Vaccini obbligatori, la Consulta respinge i ricorsi del Veneto

La Corte ha dichiarato non fondate tutte le questioni prospettate. Lorenzin: «Molto contenta, i virus non rispettano i confini tra le nazioni, figurarsi quelli regionali»
ANSA


Pubblicato il 22/11/2017
Ultima modifica il 22/11/2017 alle ore 21:55

La legge sui vaccini obbligatori è giustificata dal contesto attuale caratterizzato da un «progressivo calo delle coperture vaccinali». E comunque le misure adottate dalla legge, che ha introdotto l’obbligo su 10 vaccini per i ragazzi fino a 16 anni, rappresentano una scelta che spetta al legislatore nazionale.  

 

Così la Corte costituzionale ha motivato il no a tutte le questioni prospettate dalla Regione Veneto contro la normativa, che vieta l’ingresso a materne e nido ai non vaccinati e commina multe per i ragazzi che frequentano la scuola dell’obbligo senza le dovute coperture vaccinali. 

 

 

Per i giudici la strategia di passare dalla persuasione a un sistema di obbligatorietà adottata dallo Stato centrale «non è irragionevole, poiché volta a tutelare la salute individuale e collettiva, fondata sul dovere di solidarietà nel prevenire e limitare la diffusione di alcune malattie». 

 

«Sono molto contenta che i cittadini veneti possano vaccinarsi come tutti gli altri italiani.
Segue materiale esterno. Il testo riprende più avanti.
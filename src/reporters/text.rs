//! Text (terminal) reporter with colors and formatting

use super::AnalysisReport;
use crate::graph::{GraphSnapshot, NodeSnapshot};
use crate::models::{DeclarationKind, UsageKind};
use anyhow::Result;
use std::collections::BTreeMap;

const RESET: &str = "\x1b[0m";
const BOLD: &str = "\x1b[1m";
const DIM: &str = "\x1b[2m";
const CYAN: &str = "\x1b[36m";
const YELLOW: &str = "\x1b[33m";

const SUMMARY_DEPENDED: usize = 5;
const SUMMARY_DEPENDENTS: usize = 3;
const SUMMARY_COMPLEX: usize = 5;
const SUMMARY_ORPHANS: usize = 10;

/// Render the console summary; `verbose` lifts every truncation
pub fn render(report: &AnalysisReport<'_>, verbose: bool) -> Result<String> {
    let graph = report.graph;
    let mut out = String::new();

    out.push_str(&format!("\n{BOLD}DEPENDENCY ANALYSIS SUMMARY{RESET}\n"));
    out.push_str(&format!(
        "{DIM}──────────────────────────────────────{RESET}\n"
    ));
    out.push_str(&format!(
        "Files: {}  Elements: {}  Nodes: {}  Dependencies: {}  Orphans: {}  Time: {:.2?}\n",
        report.total_files,
        report.total_elements,
        graph.total_nodes,
        graph.total_edges,
        graph.orphans.len(),
        report.processing_time
    ));

    render_most_depended(&mut out, graph, verbose);
    render_most_complex(&mut out, graph, verbose);
    render_orphans(&mut out, graph, verbose);

    if verbose {
        render_function_usage(&mut out, report);
    } else {
        out.push_str(&format!(
            "\n{DIM}Use -v for complete lists and the function usage report{RESET}\n"
        ));
    }

    Ok(out)
}

fn render_most_depended(out: &mut String, graph: &GraphSnapshot, verbose: bool) {
    out.push_str(&format!("\n{BOLD}MOST DEPENDED UPON{RESET}\n"));
    if graph.most_depended.is_empty() {
        out.push_str(&format!("  {DIM}(none){RESET}\n"));
        return;
    }

    let shown = limit(graph.most_depended.len(), SUMMARY_DEPENDED, verbose);
    for (i, node) in graph.most_depended.iter().take(shown).enumerate() {
        out.push_str(&format!(
            "  {:>2}. {CYAN}{}{RESET} ({}) - {} dependents\n",
            i + 1,
            node.display_name(),
            node.kind,
            node.dependent_count()
        ));

        let peers = limit(node.dependents.len(), SUMMARY_DEPENDENTS, verbose);
        for edge in node.dependents.values().take(peers) {
            out.push_str(&format!(
                "      {DIM}←{RESET} {} ({}, {}x)\n",
                edge.target_name, edge.kind, edge.count
            ));
        }
        push_more(out, node.dependents.len() - peers, "      ");
    }
    push_more(out, graph.most_depended.len() - shown, "  ");
}

fn render_most_complex(out: &mut String, graph: &GraphSnapshot, verbose: bool) {
    out.push_str(&format!("\n{BOLD}MOST COMPLEX{RESET}\n"));
    if graph.most_complex.is_empty() {
        out.push_str(&format!("  {DIM}(none){RESET}\n"));
        return;
    }

    let shown = limit(graph.most_complex.len(), SUMMARY_COMPLEX, verbose);
    for (i, node) in graph.most_complex.iter().take(shown).enumerate() {
        out.push_str(&format!(
            "  {:>2}. {CYAN}{}{RESET} ({}) - score {YELLOW}{}{RESET}\n",
            i + 1,
            node.display_name(),
            node.kind,
            node.score
        ));
        out.push_str(&format!(
            "      {DIM}dependencies: {}, dependents: {}{RESET}\n",
            node.dependency_count(),
            node.dependent_count()
        ));
        if verbose {
            for edge in node.dependencies.values() {
                out.push_str(&format!(
                    "      → {} ({}, {}x)\n",
                    edge.target_name, edge.kind, edge.count
                ));
            }
        }
    }
    push_more(out, graph.most_complex.len() - shown, "  ");
}

fn render_orphans(out: &mut String, graph: &GraphSnapshot, verbose: bool) {
    out.push_str(&format!(
        "\n{BOLD}ORPHANED ELEMENTS{RESET} ({} total)\n",
        graph.orphans.len()
    ));
    let shown = limit(graph.orphans.len(), SUMMARY_ORPHANS, verbose);
    for node in graph.orphans.iter().take(shown) {
        out.push_str(&format!("  • {}\n", orphan_line(node)));
    }
    push_more(out, graph.orphans.len() - shown, "  ");
}

fn orphan_line(node: &NodeSnapshot) -> String {
    format!(
        "{} ({}) {DIM}in {}:{}{RESET}",
        node.display_name(),
        node.kind,
        node.file,
        node.line
    )
}

struct CallSite<'a> {
    line: u32,
    context: &'a str,
}

fn render_function_usage(out: &mut String, report: &AnalysisReport<'_>) {
    out.push_str(&format!("\n{BOLD}FUNCTION USAGE REPORT{RESET}\n"));
    out.push_str(&format!(
        "{DIM}──────────────────────────────────────{RESET}\n"
    ));

    // name -> file -> call sites
    let mut calls: BTreeMap<&str, BTreeMap<&str, Vec<CallSite<'_>>>> = BTreeMap::new();
    for file in report.files {
        for usage in file.usages.iter().filter(|u| u.kind == UsageKind::FunctionCall) {
            calls
                .entry(usage.name.as_str())
                .or_default()
                .entry(file.relative_path.as_str())
                .or_default()
                .push(CallSite {
                    line: usage.line,
                    context: &usage.context,
                });
        }
    }

    if calls.is_empty() {
        out.push_str("  No custom function calls detected.\n");
        out.push_str(&format!("  {DIM}(builtin functions are filtered out){RESET}\n"));
        return;
    }

    // First function node per name, in id order
    let mut definitions: BTreeMap<&str, &NodeSnapshot> = BTreeMap::new();
    for node in report.graph.nodes.values() {
        if node.kind == DeclarationKind::Function {
            definitions.entry(node.name.as_str()).or_insert(node);
        }
    }

    let mut ordered: Vec<(&str, usize, &BTreeMap<&str, Vec<CallSite<'_>>>)> = calls
        .iter()
        .map(|(name, by_file)| (*name, by_file.values().map(Vec::len).sum::<usize>(), by_file))
        .collect();
    ordered.sort_by(|a, b| b.1.cmp(&a.1).then(a.0.cmp(b.0)));

    for (name, total, by_file) in ordered {
        match definitions.get(name) {
            Some(def) => out.push_str(&format!(
                "\n  {CYAN}{}(){RESET} defined in {}:{} - {} calls\n",
                name, def.file, def.line, total
            )),
            None => out.push_str(&format!(
                "\n  {CYAN}{}(){RESET} {DIM}not defined in scanned files{RESET} - {} calls\n",
                name, total
            )),
        }

        for (file, sites) in by_file {
            out.push_str(&format!("    {}\n", file));
            for site in sites {
                if site.context.is_empty() {
                    out.push_str(&format!("      → line {}\n", site.line));
                } else {
                    out.push_str(&format!("      → line {} in {}()\n", site.line, site.context));
                }
            }
        }
    }
}

fn limit(len: usize, cap: usize, verbose: bool) -> usize {
    if verbose {
        len
    } else {
        len.min(cap)
    }
}

fn push_more(out: &mut String, remaining: usize, indent: &str) {
    if remaining > 0 {
        out.push_str(&format!("{indent}{DIM}... and {} more{RESET}\n", remaining));
    }
}

#[cfg(test)]
mod tests {
    use super::*;
    use crate::reporters::tests::{test_files, test_snapshot};
    use std::time::Duration;

    fn render_test(verbose: bool) -> String {
        let files = test_files();
        let snapshot = test_snapshot(&files);
        let report = AnalysisReport {
            graph: &snapshot,
            files: &files,
            total_files: files.len(),
            total_elements: 4,
            processing_time: Duration::from_millis(5),
        };
        render(&report, verbose).unwrap()
    }

    #[test]
    fn test_summary_sections() {
        let out = render_test(false);
        assert!(out.contains("DEPENDENCY ANALYSIS SUMMARY"));
        assert!(out.contains("Files: 2"));
        assert!(out.contains("MOST DEPENDED UPON"));
        assert!(out.contains("(function) - 1 dependents"));
        assert!(out.contains("show (calls, 1x)"));
        assert!(out.contains("MOST COMPLEX"));
        assert!(out.contains("ORPHANED ELEMENTS"));
        assert!(out.contains("App\\Unused (class)"));
        assert!(out.contains("Use -v"));
        assert!(!out.contains("FUNCTION USAGE REPORT"));
    }

    #[test]
    fn test_verbose_function_usage_report() {
        let out = render_test(true);
        assert!(out.contains("FUNCTION USAGE REPORT"));
        assert!(out.contains("format_phone()\x1b[0m defined in helpers.php:2 - 1 calls"));
        assert!(out.contains("legacy_helper()"));
        assert!(out.contains("not defined in scanned files"));
        assert!(out.contains("→ line 5 in show()"));
        assert!(!out.contains("Use -v"));
    }

    #[test]
    fn test_orphan_truncation() {
        let node = |i: usize| NodeSnapshot {
            id: format!("constant:C{:02}:{}", i, i),
            name: format!("C{:02}", i),
            kind: DeclarationKind::Constant,
            file: "consts.php".to_string(),
            namespace: String::new(),
            class_name: String::new(),
            line: i as u32,
            dependencies: BTreeMap::new(),
            dependents: BTreeMap::new(),
            score: 1,
        };
        let snapshot = GraphSnapshot {
            orphans: (0..14).map(node).collect(),
            total_nodes: 14,
            ..Default::default()
        };
        let report = AnalysisReport {
            graph: &snapshot,
            files: &[],
            total_files: 1,
            total_elements: 14,
            processing_time: Duration::ZERO,
        };

        let out = render(&report, false).unwrap();
        assert!(out.contains("(14 total)"));
        assert!(out.contains("... and 4 more"));
        assert!(!out.contains("C13 (constant)"));

        let out = render(&report, true).unwrap();
        assert!(out.contains("C13 (constant)"));
        assert!(out.contains("No custom function calls detected."));
    }
}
Non esiste un modello veneto. D’altra parte, i virus non rispettano i confini tra le nazioni, figurarsi quelli regionali» commenta la ministra della Salute Beatrice Lorenzin, intervenuta al congresso organizzato a Torino dalla Società Italiana di Igiene. «Siamo sempre più consapevoli e determinati a portare avanti una legge apprezzata a livello mondiale - ha aggiunto -: una legge che, oltretutto, ha permesso di far emergere il mondo nascosto dei No Vax. Quanto alla sentenza della Corte Costituzionale, è un conforto per le famiglie e anche per le scuole».